Cinnamon tastes delicious, and adds a gently spicy touch to enhance many dishes.  For health reasons, if at all possible try to find true "Ceylon" cinnamon rather than cassia cinnamon, and whichever cinnamon you use, only add small amounts to your daily intake, so you can enjoy all the health benefits while avoiding the possible risks.

Comments: 7

  • Tina Frewer May 20

    Great information, thank you Elizabeth!
  • Dianne Weber Jun 15

    I,too, love cinnamon Elizabeth. The sticks I come across that I use in my ice must be cassia. I will have to look around. What is powdered Siagon cinnamon considered, quality and content wise? It has a wonderful aroma.
  • Elizabeth Jul 05

    I don't know about powdered Saigon cinnamon, but we are so lucky here in Merida to have ceylon cinnamon.
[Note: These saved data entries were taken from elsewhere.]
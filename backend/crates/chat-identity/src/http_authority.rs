use crate::{AuthorityError, IdentityAuthority};

use chat_core::{RemoteIdentity, SubjectId};

use std::time::Duration;

use async_trait::async_trait;
use log::debug;
use reqwest::{Client, StatusCode};

/// Identity authority reached over HTTP at `GET {base_url}/users/{id}`.
#[derive(Clone)]
pub struct HttpIdentityAuthority {
    client: Client,
    base_url: String,
}

impl HttpIdentityAuthority {
    #[track_caller]
    pub fn new(base_url: &str, timeout: Duration) -> Result<Self, AuthorityError> {
        let client = Client::builder()
            .timeout(timeout)
            .build()
            .map_err(|e| AuthorityError::transport(format!("failed to build client: {e}")))?;

        Ok(Self {
            client,
            base_url: base_url.trim_end_matches('/').to_string(),
        })
    }
}

#[async_trait]
impl IdentityAuthority for HttpIdentityAuthority {
    async fn get_identity(&self, subject_id: SubjectId) -> Result<RemoteIdentity, AuthorityError> {
        let url = format!("{}/users/{}", self.base_url, subject_id);
        debug!("Fetching identity {subject_id} from {url}");

        let response = self
            .client
            .get(&url)
            .send()
            .await
            .map_err(|e| AuthorityError::transport(e.to_string()))?;

        match response.status() {
            StatusCode::OK => response
                .json::<RemoteIdentity>()
                .await
                .map_err(|e| AuthorityError::transport(format!("invalid identity body: {e}"))),
            StatusCode::NOT_FOUND => Err(AuthorityError::not_found(subject_id)),
            status => Err(AuthorityError::transport(format!(
                "unexpected status {status}"
            ))),
        }
    }
}
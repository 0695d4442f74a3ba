use chat_core::{RemoteIdentity, SubjectId};

use std::panic::Location;

use async_trait::async_trait;
use error_location::ErrorLocation;
use thiserror::Error;

#[derive(Error, Debug)]
pub enum AuthorityError {
    #[error("Identity {subject_id} not found at authority {location}")]
    NotFound {
        subject_id: SubjectId,
        location: ErrorLocation,
    },

    #[error("Identity authority unreachable: {message} {location}")]
    Transport {
        message: String,
        location: ErrorLocation,
    },
}

impl AuthorityError {
    #[track_caller]
    pub fn not_found(subject_id: SubjectId) -> Self {
        Self::NotFound {
            subject_id,
            location: ErrorLocation::from(Location::caller()),
        }
    }

    #[track_caller]
    pub fn transport(message: impl Into<String>) -> Self {
        Self::Transport {
            message: message.into(),
            location: ErrorLocation::from(Location::caller()),
        }
    }
}

/// External service of record for email and username.
#[async_trait]
pub trait IdentityAuthority: Send + Sync {
    async fn get_identity(&self, subject_id: SubjectId) -> Result<RemoteIdentity, AuthorityError>;
}
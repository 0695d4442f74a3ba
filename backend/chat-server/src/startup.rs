//! Composition of the long-lived services behind the router

use crate::error::{Result as ServerErrorResult, ServerError};

use chat_auth::TokenVerifier;
use chat_cache::{CacheLayer, CacheStore, MemoryStore, RedisStore};
use chat_config::{CacheBackendKind, Config};
use chat_db::ProfileRepository;
use chat_identity::{CacheTtls, HttpIdentityAuthority, IdentityResolver};
use chat_ws::{
    AppState, BroadcastDispatcher, ConnectionConfig, ConnectionLimits, ConnectionRegistry,
    DispatchLoop, Metrics, QueueCapacity, ShutdownCoordinator,
};

use std::panic::Location;
use std::path::Path;
use std::sync::Arc;

use error_location::ErrorLocation;
use log::info;

/// Application state plus the dispatch loop the caller must spawn.
pub struct Services {
    pub state: AppState,
    pub dispatch_loop: DispatchLoop,
}

/// Wire every service from a validated config.
pub async fn build_services(config: &Config, database_path: &Path) -> ServerErrorResult<Services> {
    let secret = config
        .auth
        .jwt_secret
        .as_deref()
        .ok_or_else(|| ServerError::Startup {
            message: "auth.jwt_secret is not set".to_string(),
            location: ErrorLocation::from(Location::caller()),
        })?;
    let verifier = Arc::new(TokenVerifier::with_hs256(secret.as_bytes()));

    let pool = chat_db::connect(database_path).await?;
    let profiles = Arc::new(ProfileRepository::new(pool));

    let store = cache_store(config)?;
    let authority =
        HttpIdentityAuthority::new(&config.identity.base_url, config.identity.timeout())?;

    let resolver = IdentityResolver::new(
        CacheLayer::new(store),
        Arc::new(authority),
        profiles,
        CacheTtls {
            identity: config.cache.identity_ttl(),
            profile: config.cache.profile_ttl(),
        },
    );

    let registry = ConnectionRegistry::new(ConnectionLimits {
        max_total: config.server.max_connections,
    });
    let metrics = Metrics::new();
    let (dispatcher, dispatch_loop) = BroadcastDispatcher::new(
        registry.clone(),
        QueueCapacity::from_config(config.broadcast.queue_capacity),
        metrics.clone(),
    );

    let state = AppState {
        verifier,
        resolver,
        registry,
        dispatcher,
        metrics,
        shutdown: ShutdownCoordinator::new(),
        config: ConnectionConfig {
            send_buffer_size: config.websocket.send_buffer_size,
        },
    };

    Ok(Services {
        state,
        dispatch_loop,
    })
}

fn cache_store(config: &Config) -> ServerErrorResult<Arc<dyn CacheStore>> {
    match config.cache.backend {
        CacheBackendKind::Memory => {
            info!("Cache: in-process memory store");
            Ok(Arc::new(MemoryStore::new()))
        }
        CacheBackendKind::Redis => {
            let url = config
                .cache
                .redis_url
                .as_deref()
                .ok_or_else(|| ServerError::Startup {
                    message: "cache.redis_url is not set".to_string(),
                    location: ErrorLocation::from(Location::caller()),
                })?;
            info!("Cache: redis");
            Ok(Arc::new(RedisStore::connect(url)?))
        }
    }
}
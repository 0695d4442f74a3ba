use crate::{ConfigError, ConfigErrorResult};

use std::time::Duration;

use serde::Deserialize;

pub const DEFAULT_IDENTITY_BASE_URL: &str = "http://127.0.0.1:8082";
pub const MIN_IDENTITY_TIMEOUT_SECS: u64 = 1;
pub const MAX_IDENTITY_TIMEOUT_SECS: u64 = 60;
pub const DEFAULT_IDENTITY_TIMEOUT_SECS: u64 = 5;

/// Connection settings for the external identity authority.
#[derive(Debug, Clone, Deserialize)]
#[serde(default)]
pub struct IdentityConfig {
    pub base_url: String,
    pub timeout_secs: u64,
}

impl Default for IdentityConfig {
    fn default() -> Self {
        Self {
            base_url: String::from(DEFAULT_IDENTITY_BASE_URL),
            timeout_secs: DEFAULT_IDENTITY_TIMEOUT_SECS,
        }
    }
}

impl IdentityConfig {
    pub fn timeout(&self) -> Duration {
        Duration::from_secs(self.timeout_secs)
    }

    pub fn validate(&self) -> ConfigErrorResult<()> {
        if !self.base_url.starts_with("http://") && !self.base_url.starts_with("https://") {
            return Err(ConfigError::identity(format!(
                "identity.base_url must be an http(s) URL, got '{}'",
                self.base_url
            )));
        }

        if self.timeout_secs < MIN_IDENTITY_TIMEOUT_SECS
            || self.timeout_secs > MAX_IDENTITY_TIMEOUT_SECS
        {
            return Err(ConfigError::identity(format!(
                "identity.timeout_secs must be {}-{}, got {}",
                MIN_IDENTITY_TIMEOUT_SECS, MAX_IDENTITY_TIMEOUT_SECS, self.timeout_secs
            )));
        }

        Ok(())
    }
}
pub mod profile_repository;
I buy it in sticks, and it is very easy to grind down to a powder in the liquidizer or food processor. Saludos, Elizabeth
  • Marie Gillit Nov 15

    Hey there Elizabeth, I'm visiting my mom here in Merida & am looking for Ceylon cinnamon ... Where can I find it? Thanks, in advance, for your help! :-) Marie
  • Elizabeth Dec 07

    In Merida, the Ceylon cinnamon is very easily available - try the local market, or the large supermarkets, like Superama, Mega, Soriana. We are lucky that it is so easy to find here in Merida. Good luck!
  • Frode Hovland Jan 14

    Is the soriana ground cinnamon in Merida realy true cinnamon....it looks and taste like it and it is from Sri Lanka?
  • Elizabeth Feb 08

    Hola Frode. I prefer to grind my own cinnamon. Then I can be sure of its origin. Most of the cinnamon sticks available in Merida is Ceylon cinnamon. You just have to take a good look at it. If it is soft and crumbly then it is Ceylon, If it is hard, and hollow, then it is not. The ground cinnamon, if it says it is from Sri Lanka, should be the genuine article. Saludos.